In the interests of ensuring the Respondent, a self-represented party, is given a fair opportunity to put its case, the Panel will treat the two emails received from the Respondent on November 17 and 30 as part of the Response. The Panel will also admit into the record the Complainant’s email dated December 10, 2020 in response to matters alleged in the Respondent’s emails as they arise directly out of matters which the Complainant could not reasonably have been expected to address in the Complaint.

The Panel has been provided with the Complainant’s supplemental filing in response to the Panel Order, but neither of the subsequent supplemental filings provided by the Respondent which the Respondent has claimed are, or contain, confidential information which must not be disclosed to the Complainant.

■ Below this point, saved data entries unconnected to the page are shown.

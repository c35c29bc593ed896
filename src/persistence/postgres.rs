use async_trait::async_trait;
use chrono::Utc;
use sqlx::PgPool;

use super::models::{OrderRow, COLUMNS, TABLE};
use crate::domain::order::{Order, OrderError, OrderRepository, OrderStatus, StorageError};

// ============================================================================
// PostgreSQL Order Repository
// ============================================================================
//
// Storage translation only:
// 1. Rows ⇄ `Order` through `OrderRow`
// 2. Every read goes through `live_select`, so soft-deleted rows never leak
// 3. Unique violations on insert become `Conflict`
// 4. Zero affected live rows on update/delete become `NotFound`
// 5. Everything else is `Storage(Backend)` with the sqlx error as cause
//
// ============================================================================

const LIVE: &str = "deleted_at IS NULL";

pub struct PgOrderRepository {
    pool: PgPool,
}

impl PgOrderRepository {
    pub fn new(pool: PgPool) -> Self {
        Self { pool }
    }

    async fn fetch_live(
        &self,
        filter: Option<&str>,
        bind: Option<&str>,
    ) -> Result<Vec<Order>, OrderError> {
        let sql = live_select(filter);
        let mut query = sqlx::query_as::<_, OrderRow>(&sql);
        if let Some(value) = bind {
            query = query.bind(value);
        }

        let rows = query.fetch_all(&self.pool).await.map_err(storage)?;
        rows.into_iter()
            .map(|row| Order::try_from(row).map_err(OrderError::from))
            .collect()
    }
}

fn live_select(filter: Option<&str>) -> String {
    match filter {
        Some(filter) => format!(
            "SELECT {COLUMNS} FROM {TABLE} WHERE {LIVE} AND {filter} ORDER BY created_at, id"
        ),
        None => format!("SELECT {COLUMNS} FROM {TABLE} WHERE {LIVE} ORDER BY created_at, id"),
    }
}

fn storage(err: sqlx::Error) -> OrderError {
    OrderError::Storage(StorageError::backend(err))
}

fn map_insert_error(err: sqlx::Error, id: &str) -> OrderError {
    if let sqlx::Error::Database(db) = &err {
        if db.is_unique_violation() {
            return OrderError::Conflict(format!("order {id} already exists"));
        }
    }
    storage(err)
}

#[async_trait]
impl OrderRepository for PgOrderRepository {
    async fn find_all(&self) -> Result<Vec<Order>, OrderError> {
        self.fetch_live(None, None).await
    }

    async fn find_by_id(&self, id: &str) -> Result<Option<Order>, OrderError> {
        let mut orders = self.fetch_live(Some("id = $1"), Some(id)).await?;
        Ok(orders.pop())
    }

    async fn find_by_status(&self, status: OrderStatus) -> Result<Vec<Order>, OrderError> {
        self.fetch_live(Some("status = $1"), Some(status.as_str())).await
    }

    async fn create(&self, order: &Order) -> Result<(), OrderError> {
        let row = OrderRow::from(order);
        let sql = format!(
            "INSERT INTO {TABLE} ({COLUMNS}) VALUES ($1, $2, $3, $4, $5, $6, $7)"
        );

        sqlx::query(&sql)
            .bind(&row.id)
            .bind(&row.order_id)
            .bind(&row.customer_id)
            .bind(&row.status)
            .bind(row.created_at)
            .bind(row.updated_at)
            .bind(row.deleted_at)
            .execute(&self.pool)
            .await
            .map_err(|e| map_insert_error(e, &row.id))?;

        tracing::debug!(order_id = %row.id, "Inserted order row");
        Ok(())
    }

    async fn update(&self, order: &Order) -> Result<(), OrderError> {
        let row = OrderRow::from(order);
        let sql = format!(
            "UPDATE {TABLE} SET order_id = $2, customer_id = $3, status = $4, updated_at = $5 \
             WHERE id = $1 AND {LIVE}"
        );

        let result = sqlx::query(&sql)
            .bind(&row.id)
            .bind(&row.order_id)
            .bind(&row.customer_id)
            .bind(&row.status)
            .bind(row.updated_at)
            .execute(&self.pool)
            .await
            .map_err(storage)?;

        if result.rows_affected() == 0 {
            return Err(OrderError::not_found());
        }

        tracing::debug!(order_id = %row.id, "Updated order row");
        Ok(())
    }

    async fn delete(&self, id: &str) -> Result<(), OrderError> {
        let sql = format!("UPDATE {TABLE} SET deleted_at = $2 WHERE id = $1 AND {LIVE}");

        let result = sqlx::query(&sql)
            .bind(id)
            .bind(Utc::now())
            .execute(&self.pool)
            .await
            .map_err(storage)?;

        if result.rows_affected() == 0 {
            return Err(OrderError::not_found());
        }

        tracing::debug!(order_id = %id, "Soft-deleted order row");
        Ok(())
    }
}

// ============================================================================
// Unit Tests
// ============================================================================
//
// Queries against a live database are in tests/postgres_repository.rs.
//
// ============================================================================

A similar claim to confidentiality was made by the respondent in Pharmacia & Upjohn AB v. Gabriel Sipa d/b/a If you want this domain name, please contact me d/b/a This domain name is Not for sale! WIPO Case No. D2000-0309. There, the learned panelist explained:

“If the Panel is to take account of this business plan in reaching a decision, the Panel must see it and if the Panel sees it, natural justice demands that the Complainant must also see it. If the Respondent's reason for wishing to restrict circulation of the business plan is the fact that it is commercially sensitive in nature, that problem can be resolved by a confidentiality regime restricting circulation, but since the Respondent's planned business is not to compete with that of the Complainant, the Panel will need to be persuaded that anything other than a very basic confidentiality regime is necessary.”

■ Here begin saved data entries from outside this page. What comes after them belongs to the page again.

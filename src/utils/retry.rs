use std::time::Duration;
use tokio::time::sleep;

// ============================================================================
// Exponential Backoff Retry Strategy
// ============================================================================
//
// Used at startup while the database comes up. Request paths never retry;
// storage faults are returned to the caller as-is.
//
// ============================================================================

#[derive(Clone, Debug)]
pub struct RetryConfig {
    /// Maximum number of attempts, the first one included
    pub max_attempts: u32,
    /// Initial delay before first retry
    pub initial_delay: Duration,
    /// Maximum delay between retries
    pub max_delay: Duration,
    /// Multiplier for exponential backoff
    pub multiplier: f64,
}

impl Default for RetryConfig {
    fn default() -> Self {
        Self {
            max_attempts: 3,
            initial_delay: Duration::from_millis(100),
            max_delay: Duration::from_secs(10),
            multiplier: 2.0,
        }
    }
}

impl RetryConfig {
    /// Patient schedule for waiting on the database at boot
    pub fn startup() -> Self {
        Self {
            max_attempts: 8,
            initial_delay: Duration::from_millis(250),
            max_delay: Duration::from_secs(10),
            multiplier: 2.0,
        }
    }

    fn next_delay(&self, delay: Duration) -> Duration {
        let next = Duration::from_millis(((delay.as_millis() as f64) * self.multiplier) as u64);
        next.min(self.max_delay)
    }
}

/// Result of a retry operation
#[derive(Debug)]
pub enum RetryResult<T, E> {
    /// Operation succeeded
    Success(T),
    /// Operation failed after all retries
    Failed(E),
    /// Operation permanently failed (should not retry)
    PermanentFailure(E),
}

impl<T, E> RetryResult<T, E> {
    pub fn into_result(self) -> Result<T, E> {
        match self {
            RetryResult::Success(value) => Ok(value),
            RetryResult::Failed(err) | RetryResult::PermanentFailure(err) => Err(err),
        }
    }
}

/// Check if an error is transient (should retry) or permanent (should not retry)
pub trait IsTransient {
    fn is_transient(&self) -> bool;
}

impl IsTransient for sqlx::Error {
    fn is_transient(&self) -> bool {
        matches!(
            self,
            sqlx::Error::Io(_)
                | sqlx::Error::Tls(_)
                | sqlx::Error::PoolTimedOut
                | sqlx::Error::PoolClosed
        )
    }
}

/// Retry with transient error checking
pub async fn retry_on_transient<F, Fut, T, E>(
    config: RetryConfig,
    mut operation: F,
) -> RetryResult<T, E>
where
    F: FnMut(u32) -> Fut,
    Fut: std::future::Future<Output = Result<T, E>>,
    E: std::fmt::Display + IsTransient,
{
    let mut attempt = 0;
    let mut delay = config.initial_delay;

    loop {
        attempt += 1;

        match operation(attempt).await {
            Ok(result) => {
                if attempt > 1 {
                    tracing::info!(
                        attempt = attempt,
                        "Operation succeeded after retry"
                    );
                }
                return RetryResult::Success(result);
            }
            Err(error) => {
                if !error.is_transient() {
                    tracing::error!(
                        error = %error,
                        "Permanent failure detected, not retrying"
                    );
                    return RetryResult::PermanentFailure(error);
                }

                if attempt >= config.max_attempts {
                    tracing::error!(
                        attempt = attempt,
                        error = %error,
                        "Operation failed after all retries"
                    );
                    return RetryResult::Failed(error);
                }

                tracing::warn!(
                    attempt = attempt,
                    error = %error,
                    delay_ms = delay.as_millis(),
                    "Transient failure, retrying after delay"
                );

                sleep(delay).await;
                delay = config.next_delay(delay);
            }
        }
    }
}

With respect, the Panel considers this approach is consistent with the Policy and the Rules. First, paragraph 4(j) of the Policy requires the Panel’s decision and reasons to be published in full apart from, in exceptional cases, where the Panel rules that some portions should be redacted.

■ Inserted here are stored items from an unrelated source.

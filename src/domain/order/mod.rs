// ============================================================================
// Order Domain - Business Logic for the Order Entity
// ============================================================================
//
// This module contains ALL Order-specific code:
// - Value objects (OrderStatus)
// - Entity and request payloads (Order, NewOrder, OrderUpdate)
// - Errors (OrderError, StorageError)
// - Repository contract (OrderRepository)
// - Service (OrderService)
//
// Storage adapters live in src/persistence/.
//
// ============================================================================

pub mod value_objects;
pub mod entity;
pub mod errors;
pub mod repository;
pub mod service;

// Re-export for convenience
pub use value_objects::*;
pub use entity::*;
pub use errors::*;
pub use repository::*;
pub use service::*;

Further, paragraph 2 (h) of the Rules provides:

“Any communication by

(i) a Panel to any Party shall be copied to the Provider and to the other Party;

(ii) the Provider to any Party shall be copied to the other Party; and

(iii) a Party shall be copied to the other Party, the Panel and the Provider, as the case may be.”

Accordingly, the Panel considered that, if the Respondent wished to rely on the alleged confidential information in this limited proceeding under the Policy, in the interests of natural justice it must also be disclosed to the Complainant. As the parties in the present case appear to be in competition, the Panel considers it appropriate that a more limited disclosure regime is appropriate. The regime proposed that disclosure be permitted only to a named individual within the Complainant with decision making authority and the legal representatives acting for the Complainant in this proceeding provided that the individuals concerned provided written undertakings of confidentiality.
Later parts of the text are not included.